Edit: Deleted my earlier comment, as I misread yours.

Regarding what you said: The GP is not disputing the need for mental health institutions. He is pointing out that the ones that existed were horrible, to the point that closing them down was better than running them.

At the moment, too much of mental health is being handled by prisons. Whenever I read from people who study the problem, they all agree that:

1. It shouldn't be the prisons' responsibility.

2. The prisons are doing a better job than the mental institutions that were shut down.

Your first point is correct, but your second lacks clarity of insight.

If one were to read the history behind why the Reagan administration dismantled the mental health system, one would know that, in fact, what Reagan allowed to happen was a state sponsored ignorance of block grants that were initially allotted for the purpose of establishing local administration of mental health care. Reagan's mouthpieces said this was a wiser (letting states handle the money) way than Federal action to implement the plan Kennedy had initiated after witnessing his sister's incapacitation from her own 'treatment'.

The Reagan bunch then turned their heads and coughed while states deliberately ignored the intent of the money and spent it elsewhere, and did not, in fact, build mental institutions for short term treatment and release (with periodic checkups) that Kennedy's plan had described in exquisite detail.

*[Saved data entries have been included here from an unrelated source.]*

//! Block-level tests for the parsing module.

use pretty_assertions::assert_eq;
use rstest::rstest;

use crate::parsing::{
    Document,
    blocks::{Block, ListItem},
    inline::Span,
    parse_blocks, snapshot,
};

fn text(s: &str) -> Span {
    Span::Text(s.to_string())
}

fn item(ordered: bool, depth: usize, s: &str, children: Vec<ListItem>) -> ListItem {
    ListItem {
        ordered,
        depth,
        text: vec![text(s)],
        children,
    }
}

fn parse_checked(src: &str) -> Document {
    let doc = parse_blocks(src);
    snapshot::invariants(&doc);
    doc
}

#[test]
fn heading_level_one() {
    let doc = parse_checked("= Title =");
    assert_eq!(
        doc.blocks,
        vec![Block::Heading {
            level: 1,
            text: vec![text("Title")],
        }]
    );
}

#[test]
fn heading_with_inline_markup() {
    let doc = parse_checked("== On **bold** claims ==");
    assert_eq!(
        doc.blocks,
        vec![Block::Heading {
            level: 2,
            text: vec![text("On "), Span::Bold("bold".into()), text(" claims")],
        }]
    );
}

#[test]
fn four_equals_is_paragraph_text() {
    let doc = parse_checked("==== Not a heading ====");
    assert_eq!(
        doc.blocks,
        vec![Block::Paragraph {
            text: vec![text("==== Not a heading ====")],
        }]
    );
}

#[test]
fn paragraph_lines_join_and_blank_separates() {
    let doc = parse_checked("first line\nsecond line\n\nnext para");
    assert_eq!(
        doc.blocks,
        vec![
            Block::Paragraph {
                text: vec![text("first line\nsecond line")],
            },
            Block::Paragraph {
                text: vec![text("next para")],
            },
        ]
    );
}

#[test]
fn consecutive_blank_lines_are_one_separator() {
    let doc = parse_checked("a\n\n\n\nb");
    assert_eq!(doc.blocks.len(), 2);
}

#[test]
fn nested_ordered_list() {
    let doc = parse_checked("1. top\n  1. nested\n");
    assert_eq!(
        doc.blocks,
        vec![Block::List(vec![item(
            true,
            0,
            "top",
            vec![item(true, 1, "nested", vec![])],
        )])]
    );
}

#[test]
fn mixed_markers_are_siblings_by_depth() {
    let doc = parse_checked("* a\n1. b\n  * c\n  2. d\n");
    assert_eq!(
        doc.blocks,
        vec![Block::List(vec![
            item(false, 0, "a", vec![]),
            item(
                true,
                0,
                "b",
                vec![item(false, 1, "c", vec![]), item(true, 1, "d", vec![])],
            ),
        ])]
    );
}

#[test]
fn dedent_returns_to_ancestor_level() {
    let doc = parse_checked("* a\n  * b\n    * c\n  * d\n* e");
    assert_eq!(
        doc.blocks,
        vec![Block::List(vec![
            item(
                false,
                0,
                "a",
                vec![
                    item(false, 1, "b", vec![item(false, 2, "c", vec![])]),
                    item(false, 1, "d", vec![]),
                ],
            ),
            item(false, 0, "e", vec![]),
        ])]
    );
}

#[test]
fn misaligned_indent_is_clamped() {
    // 3 spaces floors to depth 1; 10 spaces can only go one level deeper.
    let doc = parse_checked("* a\n   * b\n          * c");
    assert_eq!(
        doc.blocks,
        vec![Block::List(vec![item(
            false,
            0,
            "a",
            vec![item(false, 1, "b", vec![item(false, 2, "c", vec![])])],
        )])]
    );
}

#[test]
fn blank_line_closes_list_run() {
    let doc = parse_checked("* a\n\n  * b");
    assert_eq!(
        doc.blocks,
        vec![
            Block::List(vec![item(false, 0, "a", vec![])]),
            Block::List(vec![item(false, 0, "b", vec![])]),
        ]
    );
}

#[test]
fn indented_text_continues_list_item() {
    let doc = parse_checked("* a long\n  item\nplain after");
    assert_eq!(
        doc.blocks,
        vec![
            Block::List(vec![item(false, 0, "a long\nitem", vec![])]),
            Block::Paragraph {
                text: vec![text("plain after")],
            },
        ]
    );
}

#[rstest]
#[case("* a\n\t* b", "\t* b")]
#[case("1. a\n\u{a0}1. b", "\u{a0}1. b")]
fn non_space_indent_ends_the_list(#[case] src: &str, #[case] para: &str) {
    let doc = parse_checked(src);
    assert_eq!(doc.blocks.len(), 2);
    assert!(matches!(&doc.blocks[0], Block::List(items) if items.len() == 1));
    assert_eq!(
        doc.blocks[1],
        Block::Paragraph {
            text: vec![text(para)],
        }
    );
}

#[test]
fn continuation_keeps_non_space_whitespace() {
    let doc = parse_checked("* a\n \u{a0}1. b");
    assert_eq!(
        doc.blocks,
        vec![Block::List(vec![item(false, 0, "a\n\u{a0}1. b", vec![])])]
    );
}

#[test]
fn list_after_paragraph_flushes_it() {
    let doc = parse_checked("intro:\n* a");
    assert_eq!(
        doc.blocks,
        vec![
            Block::Paragraph {
                text: vec![text("intro:")],
            },
            Block::List(vec![item(false, 0, "a", vec![])]),
        ]
    );
}

#[test]
fn heading_closes_list_and_paragraph() {
    let doc = parse_checked("* a\n= H =\ntext\n== I ==");
    assert_eq!(
        doc.blocks,
        vec![
            Block::List(vec![item(false, 0, "a", vec![])]),
            Block::Heading {
                level: 1,
                text: vec![text("H")],
            },
            Block::Paragraph {
                text: vec![text("text")],
            },
            Block::Heading {
                level: 2,
                text: vec![text("I")],
            },
        ]
    );
}

#[test]
fn mid_line_marker_does_not_start_block() {
    let doc = parse_checked("costs * 2 and = x =");
    assert_eq!(doc.blocks.len(), 1);
    assert!(matches!(doc.blocks[0], Block::Paragraph { .. }));
}

#[test]
fn preformatted_is_a_raw_zone() {
    let doc = parse_checked("{{{\n= not heading =\n* not list\n\n}}}\nafter");
    assert_eq!(
        doc.blocks,
        vec![
            Block::Preformatted {
                lines: vec![
                    "= not heading =".into(),
                    "* not list".into(),
                    "".into(),
                ],
            },
            Block::Paragraph {
                text: vec![text("after")],
            },
        ]
    );
}

#[test]
fn preformatted_on_one_line() {
    let doc = parse_checked("{{{raw <b>}}}");
    assert_eq!(
        doc.blocks,
        vec![Block::Preformatted {
            lines: vec!["raw <b>".into()],
        }]
    );
}

#[test]
fn unterminated_preformatted_runs_to_end() {
    let doc = parse_checked("{{{first\nsecond");
    assert_eq!(
        doc.blocks,
        vec![Block::Preformatted {
            lines: vec!["first".into(), "second".into()],
        }]
    );
}

#[test]
fn windows_line_endings() {
    let doc = parse_checked("= T =\r\n\r\nbody\rmore\r\n");
    assert_eq!(
        doc.blocks,
        vec![
            Block::Heading {
                level: 1,
                text: vec![text("T")],
            },
            Block::Paragraph {
                text: vec![text("body\nmore")],
            },
        ]
    );
}

#[test]
fn empty_document() {
    assert!(parse_checked("").is_empty());
}

#[test]
fn blank_lines_only() {
    assert!(parse_checked("\n  \n\t\n").is_empty());
}

#[rstest]
#[case("**")]
#[case("[")]
#[case("[cite:")]
#[case("= =")]
#[case("{{{")]
#[case("}}}")]
#[case("* \n  *\n    * *")]
#[case("\u{0}\u{feff}**é//ü+++")]
#[case("  \n    1.\n1. \n")]
#[case("= [ ** // +++ ` =")]
fn malformed_input_degrades_without_panicking(#[case] src: &str) {
    let doc = parse_checked(src);
    assert_eq!(parse_blocks(&doc.to_markup()), doc);
}

#[test]
fn deep_indentation_is_bounded() {
    let src: String = (0..500)
        .map(|level| format!("{}* level {level}\n", "  ".repeat(level)))
        .collect();
    let doc = parse_checked(&src);
    assert_eq!(doc.blocks.len(), 1);
}

#[rstest]
#[case("= Title =\n\nSome **bold** text\nand a [Wiki Page].")]
#[case("== Refs ==\n* [cite:Knuth1984] on //literate// programming\n  1. see http://example.org\n")]
#[case("{{{\n  keep   spacing\n}}}\n\n+++note+++ `code`")]
#[case("* a\n\n* b\n1. c\n\n  2. d")]
#[case("* a\n\t* b")]
#[case("* a\n \u{a0}1. b")]
#[case("1. a\n  \t  * b\n\u{3000}* c")]
fn reparsing_markup_is_idempotent(#[case] src: &str) {
    let doc = parse_checked(src);
    let markup = doc.to_markup();
    let reparsed = parse_checked(&markup);
    assert_eq!(reparsed, doc);
    assert_eq!(reparsed.to_markup(), markup);
}

/// Seeded xorshift64, so every run generates the same inputs.
struct XorShift(u64);

impl XorShift {
    fn next(&mut self) -> u64 {
        self.0 ^= self.0 << 13;
        self.0 ^= self.0 >> 7;
        self.0 ^= self.0 << 17;
        self.0
    }

    fn pick<'a>(&mut self, from: &[&'a str]) -> &'a str {
        from[(self.next() % from.len() as u64) as usize]
    }
}

const FRAGMENTS: &[&str] = &[
    " ", "  ", "\t", "\u{a0}", "\u{3000}", "\n", "\n", "\r\n", "\r", "*", "* ", "1. ",
    "12.", "=", "= ", " =", "==", "{{{", "}}}", "**", "//", "+++", "`", "[", "]", "cite:",
    "http://", "x.org", "a", "é", "word", ".", ",", "\"", ":", "\u{0}",
];

#[test]
fn generated_input_keeps_invariants_and_round_trips() {
    let mut rng = XorShift(0x9e37_79b9_7f4a_7c15);
    for _ in 0..2000 {
        let len = rng.next() % 40;
        let src: String = (0..len).map(|_| rng.pick(FRAGMENTS)).collect();

        let doc = parse_checked(&src);
        let markup = doc.to_markup();
        let reparsed = parse_blocks(&markup);
        assert_eq!(reparsed, doc, "round trip changed the tree for {src:?}");
        snapshot::invariants(&reparsed);
    }
}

To malign the intent and say that prisons are somehow better than the mental health treatment that was being administered is to suggest there was no alternative, which is implicit in your defense, though certainly not directly expressed. I seriously doubt you have spent any time in a correctional facility or mental hospital because you would then know that prisons are quite literally the worst place for a mentally ill person to be. Better they be homeless an under the care of the shelters and soup kitchens than locked in a concrete cell with hundreds, if not thousands, of undernourished, maltreated, and relatively unsupervised bangers.

There is the slimmest veneer of an attempt to rehabilitate addicts and/or treat mental illness within these facilities, but God knows there have been PLENTY of attempts for several decades to realign the institutions such that they are congruent with our understanding of what constitutes psychological healing.

It truly WAS Reagan's administration that put the decision to opt-out of locally 'sourced' mental health treatment in ultra conservative governor's and their respective cabinet advisors' hands.

Let us not obfuscate what the worst ever was with what may have been were cooler heads to have prevailed.

And what you should do is have first hand experience dealing with a poor or non-white or politically active person locked up in a hospital an declared insane for backtalking to a police officer or government official.